Caterpillar is een Amerikaans bedrijf dat bouw- en mijnbouwwerktuigen produceert en verkoopt. Het ligt al jaren onder vuur vanwege zijn rol in de Israëlische bezetting van Palestina. Bulldozers – berucht is de D9 – en graafmachines van Caterpillar worden door Israël systematisch ingezet bij de vernietiging van Palestijnse huizen, wegen en olijfgaarden, bij de aanleg van illegale nederzettingen en de bouw van de illegale ‘Afscheidingsmuur’.
De stap van ABP is het gevolg van een verscherpt beleggingsbeleid, schrijft het fonds op zijn website.
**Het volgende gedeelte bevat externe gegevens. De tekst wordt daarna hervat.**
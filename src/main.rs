use anyhow::Result;
use idea_evaluation::{logger, App, Config};

#[tokio::main]
async fn main() -> Result<()> {
    // 初始化日志
    logger::init();

    // 加载配置
    let config = Config::from_env();

    // 初始化并运行应用
    App::initialize(config)?.run().await?;

    Ok(())
}
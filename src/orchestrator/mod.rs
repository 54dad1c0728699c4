//! 编排层（Orchestration Layer）
//!
//! ## 职责
//!
//! 本层负责请求分发和批量调度，是整个系统的"指挥中心"。
//!
//! ## 模块划分
//!
//! ### `router` - 命令路由器
//! - 操作名 → 带类型的处理函数
//! - 空列表校验、错误转换为失败响应
//! - 产出同步响应和出站消息（`Dispatch`）
//!
//! ### `batch_processor` - 批量创意处理器
//! - 管理应用生命周期（初始化、运行、清理）
//! - 批量加载创意批次（Vec<IdeaBatch>）
//! - 写报告文件、投递出站消息
//! - 输出全局统计信息
//!
//! ## 层次关系
//!
//! ```text
//! batch_processor (处理 Vec<IdeaBatch>)
//!     ↓
//! router (处理单个请求)
//!     ↓
//! workflow (排序 / 报告 / 轮次控制，处理 Vec<Idea>)
//!     ↓
//! services (能力层：评分 / 完善检查，处理单个 Idea)
//!     ↓
//! infrastructure (基础设施：SessionStore / SimulatedLatency)
//! ```

pub mod batch_processor;
pub mod router;

// 重新导出主要类型
pub use batch_processor::{App, BatchResult};
pub use router::{CommandRouter, Operation};
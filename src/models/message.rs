//! 请求 / 响应 / 出站消息
//!
//! 传输层不在本 crate 内：路由器只产出 `Dispatch`，由调用方决定如何投递。

use serde::{Deserialize, Serialize};
use serde_json::{json, Value as JsonValue};

use crate::error::AppError;
use crate::models::check::CheckedIdea;
use crate::models::evaluation::ScoredIdea;
use crate::models::idea::Idea;

/// 评估请求
#[derive(Debug, Clone, Default, Serialize, Deserialize)]
pub struct EvaluateRequest {
    #[serde(default)]
    pub ideas: Vec<Idea>,
    /// 缺省时使用 `Config::default_top_k`
    #[serde(default, skip_serializing_if = "Option::is_none")]
    pub top_k: Option<usize>,
}

/// 检查请求
#[derive(Debug, Clone, Default, Serialize, Deserialize)]
pub struct CheckRequest {
    #[serde(default)]
    pub ideas: Vec<Idea>,
    #[serde(default = "default_round")]
    pub round: i64,
}

fn default_round() -> i64 {
    1
}

/// 评估结果负载
#[derive(Debug, Clone, PartialEq, Serialize, Deserialize)]
pub struct EvaluationPayload {
    pub scored_ideas: Vec<ScoredIdea>,
    pub total_evaluated: usize,
    pub top_k_returned: usize,
}

/// 一轮检查的汇总结论
#[derive(Debug, Clone, PartialEq, Serialize, Deserialize)]
pub struct RoundVerdict {
    pub round: i64,
    pub all_passed: bool,
    pub ideas: Vec<CheckedIdea>,
    pub needs_method_improvement: Vec<CheckedIdea>,
    pub needs_experiment_improvement: Vec<CheckedIdea>,
    pub count: usize,
}

impl RoundVerdict {
    /// 接收方据此决定是否发起下一轮：未全部通过且尚未达到最大轮数
    pub fn needs_another_round(&self, max_rounds: u32) -> bool {
        !self.all_passed && self.round < i64::from(max_rounds)
    }
}

/// 同步响应
#[derive(Debug, Clone, PartialEq, Serialize, Deserialize)]
pub struct Response {
    pub success: bool,
    pub message: String,
    #[serde(default)]
    pub data: JsonValue,
}

impl Response {
    pub fn ok(message: impl Into<String>, data: JsonValue) -> Self {
        Self {
            success: true,
            message: message.into(),
            data,
        }
    }

    /// 失败响应，`data.error` 携带错误码
    pub fn failure(message: impl Into<String>, error_code: &str) -> Self {
        Self {
            success: false,
            message: message.into(),
            data: json!({ "error": error_code }),
        }
    }

    pub fn from_error(err: &AppError) -> Self {
        Self::failure(err.to_string(), err.error_code())
    }

    /// 失败响应的错误码
    pub fn error_code(&self) -> Option<&str> {
        self.data.get("error").and_then(|v| v.as_str())
    }
}

/// 出站消息
#[derive(Debug, Clone, PartialEq, Serialize, Deserialize)]
#[serde(tag = "kind", rename_all = "snake_case")]
pub enum Outbound {
    /// 定向事件
    Event {
        event_name: String,
        destination_id: String,
        payload: JsonValue,
    },
    /// 发布到共享讨论频道的文本
    ChannelPost { channel: String, text: String },
}

impl Outbound {
    pub fn event(event_name: &str, destination_id: &str, payload: JsonValue) -> Self {
        Outbound::Event {
            event_name: event_name.to_string(),
            destination_id: destination_id.to_string(),
            payload,
        }
    }

    pub fn event_name(&self) -> Option<&str> {
        match self {
            Outbound::Event { event_name, .. } => Some(event_name),
            Outbound::ChannelPost { .. } => None,
        }
    }
}

/// 一次请求分发的完整产物
#[derive(Debug, Clone, PartialEq)]
pub struct Dispatch {
    pub response: Response,
    pub outbound: Vec<Outbound>,
}

impl Dispatch {
    pub fn reply(response: Response) -> Self {
        Self {
            response,
            outbound: Vec::new(),
        }
    }
}

#[cfg(test)]
mod tests {
    use super::*;

    #[test]
    fn test_request_defaults() {
        let check: CheckRequest = serde_json::from_value(json!({})).unwrap();
        assert_eq!(check.round, 1);
        assert!(check.ideas.is_empty());

        let eval: EvaluateRequest = serde_json::from_value(json!({ "ideas": [] })).unwrap();
        assert_eq!(eval.top_k, None);
    }

    #[test]
    fn test_needs_another_round_is_bounded() {
        let verdict = RoundVerdict {
            round: 1,
            all_passed: false,
            ideas: Vec::new(),
            needs_method_improvement: Vec::new(),
            needs_experiment_improvement: Vec::new(),
            count: 0,
        };
        assert!(verdict.needs_another_round(2));
        assert!(!RoundVerdict { round: 2, ..verdict.clone() }.needs_another_round(2));
        assert!(!RoundVerdict { all_passed: true, ..verdict }.needs_another_round(3));
    }
}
Onder de kop ‘Beleggingen in conflictgebieden’ blijkt al uit de eerste alinea dat ‘de vele vragen […] over de oorlog die woedt in Gaza’ hebben bijgedragen aan de motivatie van ABP om verantwoorder te beleggen.
Dat gebeurt volgens heldere criteria: ‘Voldoen bedrijven niet aan onze criteria, dan gaan we dus in gesprek. Data en informatie over bedrijven zijn hierbij cruciaal. Daar waar de beschikbare data tekortschieten, doen we gericht onderzoek. Leidt het gesprek met bedrijven niet tot de gewenste resultaten, dan zal ABP uiteindelijk niet (meer) in deze bedrijven beleggen.’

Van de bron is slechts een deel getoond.